**Exercise requirements:** Your answer should be one number, the count of lines in the records that carry the string "null".
Segment Open
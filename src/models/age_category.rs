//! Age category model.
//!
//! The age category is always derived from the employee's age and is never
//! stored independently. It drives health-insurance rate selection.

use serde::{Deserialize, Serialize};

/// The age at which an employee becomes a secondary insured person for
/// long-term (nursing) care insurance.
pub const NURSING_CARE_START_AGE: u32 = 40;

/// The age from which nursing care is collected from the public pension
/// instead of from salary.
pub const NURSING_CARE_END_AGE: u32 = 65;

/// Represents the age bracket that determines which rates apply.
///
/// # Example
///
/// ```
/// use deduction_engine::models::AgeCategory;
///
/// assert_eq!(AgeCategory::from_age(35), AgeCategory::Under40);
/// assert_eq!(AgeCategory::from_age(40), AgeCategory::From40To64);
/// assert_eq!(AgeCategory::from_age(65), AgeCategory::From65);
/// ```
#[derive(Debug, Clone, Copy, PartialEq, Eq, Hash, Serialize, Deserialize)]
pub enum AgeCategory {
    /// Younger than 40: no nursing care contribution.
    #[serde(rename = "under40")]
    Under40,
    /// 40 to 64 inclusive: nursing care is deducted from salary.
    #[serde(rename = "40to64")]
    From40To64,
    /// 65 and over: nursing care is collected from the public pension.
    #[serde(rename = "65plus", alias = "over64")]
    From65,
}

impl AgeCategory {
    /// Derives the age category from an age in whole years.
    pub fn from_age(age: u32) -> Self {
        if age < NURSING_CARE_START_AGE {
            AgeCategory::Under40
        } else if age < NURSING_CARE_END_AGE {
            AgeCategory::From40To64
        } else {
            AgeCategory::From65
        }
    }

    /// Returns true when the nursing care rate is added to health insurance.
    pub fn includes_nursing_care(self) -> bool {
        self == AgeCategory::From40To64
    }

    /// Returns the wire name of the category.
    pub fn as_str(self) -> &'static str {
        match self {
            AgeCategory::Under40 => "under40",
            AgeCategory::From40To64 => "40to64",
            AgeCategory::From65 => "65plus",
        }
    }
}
Segment Closed
Segment Open
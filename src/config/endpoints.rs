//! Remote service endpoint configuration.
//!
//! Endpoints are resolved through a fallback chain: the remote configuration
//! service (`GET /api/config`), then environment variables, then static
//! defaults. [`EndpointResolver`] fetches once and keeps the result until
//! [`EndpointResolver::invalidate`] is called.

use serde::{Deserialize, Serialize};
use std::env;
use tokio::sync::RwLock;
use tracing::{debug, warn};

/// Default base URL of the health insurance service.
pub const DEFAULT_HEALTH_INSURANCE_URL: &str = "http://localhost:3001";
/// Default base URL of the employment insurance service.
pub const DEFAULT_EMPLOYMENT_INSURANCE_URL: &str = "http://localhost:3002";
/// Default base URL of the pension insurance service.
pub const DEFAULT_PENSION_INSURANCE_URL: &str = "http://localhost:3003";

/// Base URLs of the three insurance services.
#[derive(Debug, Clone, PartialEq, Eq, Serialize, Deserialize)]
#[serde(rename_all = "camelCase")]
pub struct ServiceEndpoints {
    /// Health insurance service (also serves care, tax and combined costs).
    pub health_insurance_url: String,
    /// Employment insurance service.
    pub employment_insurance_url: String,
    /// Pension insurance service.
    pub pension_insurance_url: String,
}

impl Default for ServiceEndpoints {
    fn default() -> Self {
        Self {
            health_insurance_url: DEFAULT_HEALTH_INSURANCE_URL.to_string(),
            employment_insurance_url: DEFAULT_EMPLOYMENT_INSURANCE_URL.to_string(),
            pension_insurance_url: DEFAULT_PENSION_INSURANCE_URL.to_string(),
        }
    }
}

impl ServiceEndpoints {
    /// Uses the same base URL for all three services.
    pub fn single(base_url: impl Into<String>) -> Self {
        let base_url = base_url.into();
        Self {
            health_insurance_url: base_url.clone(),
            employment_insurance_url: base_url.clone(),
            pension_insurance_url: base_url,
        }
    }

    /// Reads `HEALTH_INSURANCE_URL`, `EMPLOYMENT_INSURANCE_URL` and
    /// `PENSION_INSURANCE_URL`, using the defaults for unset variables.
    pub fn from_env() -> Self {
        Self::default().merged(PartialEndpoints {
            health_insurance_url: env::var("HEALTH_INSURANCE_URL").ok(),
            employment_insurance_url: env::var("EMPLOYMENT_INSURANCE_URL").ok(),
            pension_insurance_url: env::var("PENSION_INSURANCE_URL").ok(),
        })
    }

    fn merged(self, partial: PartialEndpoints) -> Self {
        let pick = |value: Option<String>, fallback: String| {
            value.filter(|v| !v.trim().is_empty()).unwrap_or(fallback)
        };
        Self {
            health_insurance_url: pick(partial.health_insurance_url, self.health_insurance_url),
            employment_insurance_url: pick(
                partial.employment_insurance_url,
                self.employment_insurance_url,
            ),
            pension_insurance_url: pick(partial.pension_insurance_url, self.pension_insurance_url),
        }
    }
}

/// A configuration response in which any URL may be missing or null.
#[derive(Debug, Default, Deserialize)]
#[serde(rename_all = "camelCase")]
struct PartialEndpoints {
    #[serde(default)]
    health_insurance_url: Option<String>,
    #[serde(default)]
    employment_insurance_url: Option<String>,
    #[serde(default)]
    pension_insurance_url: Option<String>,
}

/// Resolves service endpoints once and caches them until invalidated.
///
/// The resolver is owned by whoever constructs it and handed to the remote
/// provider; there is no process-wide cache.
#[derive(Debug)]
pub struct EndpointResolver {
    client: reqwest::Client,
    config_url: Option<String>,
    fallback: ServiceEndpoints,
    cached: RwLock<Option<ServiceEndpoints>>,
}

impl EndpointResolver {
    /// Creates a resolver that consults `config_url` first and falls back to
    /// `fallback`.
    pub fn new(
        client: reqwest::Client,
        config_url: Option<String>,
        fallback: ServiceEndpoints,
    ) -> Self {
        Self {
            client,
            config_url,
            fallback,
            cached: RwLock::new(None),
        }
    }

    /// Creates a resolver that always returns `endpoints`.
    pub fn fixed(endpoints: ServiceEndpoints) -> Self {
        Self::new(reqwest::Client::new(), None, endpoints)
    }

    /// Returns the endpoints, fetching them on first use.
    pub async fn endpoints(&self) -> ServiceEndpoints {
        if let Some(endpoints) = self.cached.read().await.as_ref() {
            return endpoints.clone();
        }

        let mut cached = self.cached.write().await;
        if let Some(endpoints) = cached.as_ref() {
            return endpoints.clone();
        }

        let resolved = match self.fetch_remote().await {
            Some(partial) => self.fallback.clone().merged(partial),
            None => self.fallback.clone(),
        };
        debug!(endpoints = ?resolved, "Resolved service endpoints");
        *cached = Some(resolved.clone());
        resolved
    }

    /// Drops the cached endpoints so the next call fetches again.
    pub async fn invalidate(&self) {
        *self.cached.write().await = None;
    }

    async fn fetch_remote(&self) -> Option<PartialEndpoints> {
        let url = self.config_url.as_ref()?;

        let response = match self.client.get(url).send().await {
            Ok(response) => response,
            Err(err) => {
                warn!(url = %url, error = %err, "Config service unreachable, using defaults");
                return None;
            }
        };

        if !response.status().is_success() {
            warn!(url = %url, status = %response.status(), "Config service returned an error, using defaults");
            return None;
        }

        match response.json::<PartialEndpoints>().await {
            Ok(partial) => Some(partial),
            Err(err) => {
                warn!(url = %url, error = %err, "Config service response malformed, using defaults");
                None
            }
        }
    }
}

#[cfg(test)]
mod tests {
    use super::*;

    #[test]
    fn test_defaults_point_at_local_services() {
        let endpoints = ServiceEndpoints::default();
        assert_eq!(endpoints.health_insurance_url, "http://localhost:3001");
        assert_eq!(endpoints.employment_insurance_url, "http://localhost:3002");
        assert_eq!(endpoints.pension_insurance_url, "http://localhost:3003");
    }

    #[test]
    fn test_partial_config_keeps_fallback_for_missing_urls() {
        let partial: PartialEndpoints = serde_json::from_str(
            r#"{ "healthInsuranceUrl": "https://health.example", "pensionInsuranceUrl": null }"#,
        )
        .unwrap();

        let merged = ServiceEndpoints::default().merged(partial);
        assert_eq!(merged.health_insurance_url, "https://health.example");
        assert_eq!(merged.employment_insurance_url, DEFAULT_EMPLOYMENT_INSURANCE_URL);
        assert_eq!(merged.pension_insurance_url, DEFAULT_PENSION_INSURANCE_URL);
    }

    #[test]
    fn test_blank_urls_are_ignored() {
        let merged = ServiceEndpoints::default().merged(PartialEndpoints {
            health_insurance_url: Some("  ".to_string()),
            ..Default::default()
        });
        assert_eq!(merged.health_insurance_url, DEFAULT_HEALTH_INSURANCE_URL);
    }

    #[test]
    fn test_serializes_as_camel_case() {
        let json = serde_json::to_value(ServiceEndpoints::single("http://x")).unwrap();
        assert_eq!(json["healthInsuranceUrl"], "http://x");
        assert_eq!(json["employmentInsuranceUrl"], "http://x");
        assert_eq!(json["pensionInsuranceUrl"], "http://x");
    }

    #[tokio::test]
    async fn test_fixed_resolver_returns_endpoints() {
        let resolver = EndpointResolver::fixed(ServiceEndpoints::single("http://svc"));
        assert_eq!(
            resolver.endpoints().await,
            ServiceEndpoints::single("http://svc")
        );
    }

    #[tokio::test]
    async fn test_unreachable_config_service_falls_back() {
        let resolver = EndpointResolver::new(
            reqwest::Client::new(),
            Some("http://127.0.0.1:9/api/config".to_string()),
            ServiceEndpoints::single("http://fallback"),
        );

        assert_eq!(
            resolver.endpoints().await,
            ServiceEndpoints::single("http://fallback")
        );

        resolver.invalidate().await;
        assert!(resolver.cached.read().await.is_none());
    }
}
Segment Closed
Segment Open
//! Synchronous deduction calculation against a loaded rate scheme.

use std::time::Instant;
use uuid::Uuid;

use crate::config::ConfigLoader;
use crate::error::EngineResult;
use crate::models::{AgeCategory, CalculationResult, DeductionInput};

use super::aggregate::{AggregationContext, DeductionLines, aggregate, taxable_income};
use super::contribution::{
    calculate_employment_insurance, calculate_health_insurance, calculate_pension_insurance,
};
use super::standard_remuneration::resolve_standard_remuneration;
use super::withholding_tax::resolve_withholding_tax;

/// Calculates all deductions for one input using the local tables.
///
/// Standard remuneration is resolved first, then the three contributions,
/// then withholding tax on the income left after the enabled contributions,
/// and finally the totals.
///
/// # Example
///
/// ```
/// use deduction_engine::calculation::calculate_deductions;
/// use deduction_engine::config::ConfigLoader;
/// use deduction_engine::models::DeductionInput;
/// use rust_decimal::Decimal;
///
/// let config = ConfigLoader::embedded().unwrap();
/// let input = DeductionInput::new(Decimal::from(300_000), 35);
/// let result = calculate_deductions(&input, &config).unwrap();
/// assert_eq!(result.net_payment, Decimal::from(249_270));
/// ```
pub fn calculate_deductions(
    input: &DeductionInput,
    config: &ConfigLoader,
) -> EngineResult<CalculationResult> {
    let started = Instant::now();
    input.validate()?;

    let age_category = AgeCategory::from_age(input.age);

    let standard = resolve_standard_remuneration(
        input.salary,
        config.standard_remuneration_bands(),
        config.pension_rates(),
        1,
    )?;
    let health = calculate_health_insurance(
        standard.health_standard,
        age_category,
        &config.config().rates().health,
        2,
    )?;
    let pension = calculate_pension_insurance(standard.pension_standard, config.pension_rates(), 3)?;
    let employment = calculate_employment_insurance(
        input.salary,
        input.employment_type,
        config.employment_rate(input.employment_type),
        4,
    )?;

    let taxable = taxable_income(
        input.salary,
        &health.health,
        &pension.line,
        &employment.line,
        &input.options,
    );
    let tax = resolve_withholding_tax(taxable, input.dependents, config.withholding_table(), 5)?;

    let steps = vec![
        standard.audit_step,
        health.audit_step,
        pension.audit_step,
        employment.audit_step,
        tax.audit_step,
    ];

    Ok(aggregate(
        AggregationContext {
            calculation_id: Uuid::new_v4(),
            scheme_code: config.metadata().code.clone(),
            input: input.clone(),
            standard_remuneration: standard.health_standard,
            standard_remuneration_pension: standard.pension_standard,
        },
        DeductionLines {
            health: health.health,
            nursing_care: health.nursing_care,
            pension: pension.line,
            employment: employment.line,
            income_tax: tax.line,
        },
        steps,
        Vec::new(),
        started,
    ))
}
Segment Closed
**Reply:** 2